[Saved data entries]
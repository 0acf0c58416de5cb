use std::{future::Future, time::Duration};

use tokio_util::sync::CancellationToken;

use crate::error::{AppError, AppResult};

pub mod aggregator;
pub mod duration;
pub mod keywords;
pub mod profile;
pub mod providers;
pub mod ranker;
pub mod recommendations;

pub use aggregator::CandidateSearchAggregator;
pub use keywords::{KeywordGenerator, KeywordSet, KeywordSource};
pub use profile::{ProfileRebuild, ProfileService};
pub use ranker::{RankOutcome, RecommendationRanker};
pub use recommendations::{Recommendation, RecommendationService};

/// Runs one outbound collaborator call under a deadline and a cancellation
/// token.
///
/// Cancellation wins over completion when both are ready, so a result that
/// arrives after the caller navigated away is discarded.
pub async fn call_collaborator<T, F>(
    timeout: Duration,
    cancel: &CancellationToken,
    call: F,
) -> AppResult<T>
where
    F: Future<Output = AppResult<T>>,
{
    tokio::select! {
        biased;
        _ = cancel.cancelled() => Err(AppError::Cancelled),
        outcome = tokio::time::timeout(timeout, call) => match outcome {
            Ok(result) => result,
            Err(_) => Err(AppError::Timeout(format!(
                "Collaborator did not answer within {:?}",
                timeout
            ))),
        },
    }
}
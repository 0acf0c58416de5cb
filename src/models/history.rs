use chrono::{DateTime, Utc};
use serde::{Deserialize, Serialize};
use uuid::Uuid;

use super::Mood;

/// A mood selection. Every selection is a new instance and seeds its own
/// player session.
#[derive(Debug, Clone, Serialize, Deserialize, PartialEq)]
#[serde(rename_all = "camelCase")]
pub struct MoodRecord {
    pub id: Uuid,
    pub user_id: String,
    pub mood: Mood,
    pub emoji: String,
    pub memo: Option<String>,
    pub created_at: DateTime<Utc>,
}

impl MoodRecord {
    pub fn new(user_id: impl Into<String>, mood: Mood, memo: Option<String>) -> Self {
        Self {
            id: Uuid::new_v4(),
            user_id: user_id.into(),
            mood,
            emoji: mood.glyph().to_string(),
            memo,
            created_at: Utc::now(),
        }
    }
}

/// Durable record of a track loaded into the player
#[derive(Debug, Clone, Serialize, Deserialize, PartialEq)]
#[serde(rename_all = "camelCase")]
pub struct ListenRecord {
    pub id: Uuid,
    pub user_id: String,
    pub mood_id: Uuid,
    pub mood: Mood,
    pub video_id: String,
    pub title: String,
    pub channel_title: String,
    pub thumbnail_url: String,
    pub played_at: DateTime<Utc>,
}

/// Listen record before it is stored
#[derive(Debug, Clone)]
pub struct NewListenRecord {
    pub user_id: String,
    pub mood_id: Uuid,
    pub video_id: String,
    pub title: String,
    pub channel_title: String,
    pub thumbnail_url: String,
}

impl NewListenRecord {
    pub fn into_record(self, mood: Mood, played_at: DateTime<Utc>) -> ListenRecord {
        ListenRecord {
            id: Uuid::new_v4(),
            user_id: self.user_id,
            mood_id: self.mood_id,
            mood,
            video_id: self.video_id,
            title: self.title,
            channel_title: self.channel_title,
            thumbnail_url: self.thumbnail_url,
            played_at,
        }
    }
}
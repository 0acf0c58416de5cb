pub mod auth;
pub mod request_id;

pub use auth::{AuthUser, USER_ID_HEADER};
pub use request_id::{make_span_with_request_id, request_id_middleware, RequestId};
use std::{sync::Arc, time::Duration};

use tokio_util::sync::CancellationToken;

use crate::{
    db::MusicRepository,
    error::AppResult,
    models::{
        scoring::{PlayedHistoryEntry, RecommendPayload},
        TasteVector,
    },
    services::{call_collaborator, providers::ScoringProvider},
};

/// Listen records a taste-vector rebuild is computed from
pub const PROFILE_HISTORY_LIMIT: usize = 10;

#[derive(Debug, Clone, PartialEq)]
pub enum ProfileRebuild {
    /// The stored vector was replaced with this one
    Updated(TasteVector),
    /// Nothing was stored; the previous vector (if any) is untouched
    Skipped(String),
}

/// Rebuilds a user's taste vector from their most recent listens
pub struct ProfileService {
    repository: Arc<dyn MusicRepository>,
    scoring: Arc<dyn ScoringProvider>,
    timeout: Duration,
}

impl ProfileService {
    pub fn new(
        repository: Arc<dyn MusicRepository>,
        scoring: Arc<dyn ScoringProvider>,
        timeout: Duration,
    ) -> Self {
        Self {
            repository,
            scoring,
            timeout,
        }
    }

    /// Only repository errors are returned. Collaborator failures end in
    /// `Skipped` and are retried by the next qualifying dwell event.
    pub async fn rebuild(&self, user_id: &str) -> AppResult<ProfileRebuild> {
        let history = self
            .repository
            .recent_listens(user_id, PROFILE_HISTORY_LIMIT)
            .await?;

        if history.is_empty() {
            return Ok(ProfileRebuild::Skipped("no listening history".to_string()));
        }

        let payload = RecommendPayload {
            user_id: user_id.to_string(),
            emotion: String::new(),
            candidate_music: Vec::new(),
            played_history: history.iter().map(PlayedHistoryEntry::from).collect(),
        };

        let never_cancelled = CancellationToken::new();
        let data = match call_collaborator(
            self.timeout,
            &never_cancelled,
            self.scoring.recommend(payload),
        )
        .await
        {
            Ok(data) => data,
            Err(e) => {
                tracing::warn!(
                    error = %e,
                    user_id = %user_id,
                    provider = self.scoring.name(),
                    "Profile rebuild failed"
                );
                return Ok(ProfileRebuild::Skipped(e.to_string()));
            }
        };

        let terms = match data.user_profile {
            Some(terms) if !terms.is_empty() => terms,
            _ => {
                tracing::debug!(user_id = %user_id, "Scoring service returned no profile");
                return Ok(ProfileRebuild::Skipped("empty profile".to_string()));
            }
        };

        let vector = TasteVector::new(terms, history.len());
        self.repository
            .replace_taste_vector(user_id, &vector)
            .await?;

        tracing::info!(
            user_id = %user_id,
            terms = vector.len(),
            music_count = vector.music_count,
            "Taste vector rebuilt"
        );

        Ok(ProfileRebuild::Updated(vector))
    }
}

#[cfg(test)]
mod tests {
    use super::*;
    use crate::{
        db::InMemoryRepository,
        error::AppError,
        models::{scoring::RecommendData, Mood, NewListenRecord},
        services::providers::MockScoringProvider,
    };
    use std::collections::HashMap;

    async fn repo_with_listens(n: usize) -> Arc<InMemoryRepository> {
        let repo = Arc::new(InMemoryRepository::new());
        let mood = repo.create_mood("u1", Mood::Happy, None).await.unwrap();
        for i in 0..n {
            repo.record_listen(NewListenRecord {
                user_id: "u1".to_string(),
                mood_id: mood.id,
                video_id: format!("v{}", i),
                title: format!("Song {}", i),
                channel_title: "Channel".to_string(),
                thumbnail_url: "http://img".to_string(),
            })
            .await
            .unwrap();
        }
        repo
    }

    fn profile(terms: &[(&str, f64)]) -> RecommendData {
        RecommendData {
            recommended_music: Vec::new(),
            user_profile: Some(
                terms
                    .iter()
                    .map(|(term, weight)| (term.to_string(), *weight))
                    .collect::<HashMap<_, _>>(),
            ),
            user_profile_size: Some(terms.len()),
        }
    }

    #[tokio::test]
    async fn test_rebuild_uses_last_ten_listens_and_replaces_vector() {
        let repo = repo_with_listens(14).await;
        repo.replace_taste_vector(
            "u1",
            &TasteVector::new(HashMap::from([("old".to_string(), 1.0)]), 3),
        )
        .await
        .unwrap();

        let mut scoring = MockScoringProvider::new();
        scoring
            .expect_recommend()
            .withf(|payload| {
                payload.emotion.is_empty()
                    && payload.candidate_music.is_empty()
                    && payload.played_history.len() == PROFILE_HISTORY_LIMIT
                    && payload.played_history[0].video_id == "v13"
            })
            .times(1)
            .returning(|_| Ok(profile(&[("acoustic", 0.9)])));
        scoring.expect_name().return_const("mock");

        let service = ProfileService::new(repo.clone(), Arc::new(scoring), Duration::from_secs(5));
        let outcome = service.rebuild("u1").await.unwrap();

        assert!(matches!(outcome, ProfileRebuild::Updated(ref v) if v.music_count == 10));
        let stored = repo.taste_vector("u1").await.unwrap().unwrap();
        assert!(!stored.terms.contains_key("old"));
        assert_eq!(stored.terms["acoustic"], 0.9);
    }

    #[tokio::test]
    async fn test_rebuild_failure_keeps_previous_vector() {
        let repo = repo_with_listens(3).await;
        let previous = TasteVector::new(HashMap::from([("jazz".to_string(), 0.3)]), 3);
        repo.replace_taste_vector("u1", &previous).await.unwrap();

        let mut scoring = MockScoringProvider::new();
        scoring
            .expect_recommend()
            .returning(|_| Err(AppError::Timeout("slow".to_string())));
        scoring.expect_name().return_const("mock");

        let service = ProfileService::new(repo.clone(), Arc::new(scoring), Duration::from_secs(5));
        let outcome = service.rebuild("u1").await.unwrap();

        assert!(matches!(outcome, ProfileRebuild::Skipped(_)));
        assert_eq!(repo.taste_vector("u1").await.unwrap().unwrap(), previous);
    }

    #[tokio::test]
    async fn test_empty_profile_is_not_stored() {
        let repo = repo_with_listens(2).await;

        let mut scoring = MockScoringProvider::new();
        scoring.expect_recommend().returning(|_| Ok(profile(&[])));
        scoring.expect_name().return_const("mock");

        let service = ProfileService::new(repo.clone(), Arc::new(scoring), Duration::from_secs(5));

        assert!(matches!(
            service.rebuild("u1").await.unwrap(),
            ProfileRebuild::Skipped(_)
        ));
        assert!(repo.taste_vector("u1").await.unwrap().is_none());
    }

    #[tokio::test]
    async fn test_no_history_skips_collaborator() {
        let repo = Arc::new(InMemoryRepository::new());
        let mut scoring = MockScoringProvider::new();
        scoring.expect_recommend().times(0);

        let service = ProfileService::new(repo, Arc::new(scoring), Duration::from_secs(5));
        assert!(matches!(
            service.rebuild("u1").await.unwrap(),
            ProfileRebuild::Skipped(_)
        ));
    }
}
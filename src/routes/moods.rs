use axum::{extract::State, http::StatusCode, Json};

use super::{parse_mood, AppState};
use crate::{
    error::{AppError, AppResult},
    middleware::AuthUser,
    models::{ApiResponse, CreateMoodRequest, MoodRecord},
};

/// Records a mood selection. Each call creates a new mood instance and so a
/// new player session key.
pub async fn create(
    State(state): State<AppState>,
    AuthUser(user_id): AuthUser,
    Json(request): Json<CreateMoodRequest>,
) -> AppResult<(StatusCode, Json<ApiResponse<MoodRecord>>)> {
    let mood = parse_mood(request.mood.as_deref())?;
    let record = state
        .repository
        .create_mood(&user_id, mood, request.memo)
        .await?;

    tracing::info!(user_id = %user_id, mood = %mood, mood_id = %record.id, "Mood recorded");

    Ok((StatusCode::CREATED, Json(ApiResponse::ok(record))))
}

pub async fn latest(
    State(state): State<AppState>,
    AuthUser(user_id): AuthUser,
) -> AppResult<Json<ApiResponse<MoodRecord>>> {
    let record = state
        .repository
        .latest_mood(&user_id)
        .await?
        .ok_or_else(|| AppError::NotFound("No mood recorded yet".to_string()))?;

    Ok(Json(ApiResponse::ok(record)))
}
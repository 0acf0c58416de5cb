pub mod cache;
pub mod controller;
pub mod feedback;
pub mod load_more;
pub mod registry;
pub mod session;

pub use cache::{InMemorySessionCache, RedisSessionCache, SessionCache};
pub use controller::PlayerController;
pub use feedback::ProfileFeedbackTrigger;
pub use load_more::{LoadMoreController, LoadMoreOutcome};
pub use session::{PlayerSession, SessionKey};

- _What this task involves_: Show all lines in the records above that hold "InMemoryRepository".

- _Result of this exercise_:
        db::InMemoryRepository,
    async fn repo_with_listens(n: usize) -> Arc<InMemoryRepository> {
        let repo = Arc::new(InMemoryRepository::new());
        let repo = Arc::new(InMemoryRepository::new());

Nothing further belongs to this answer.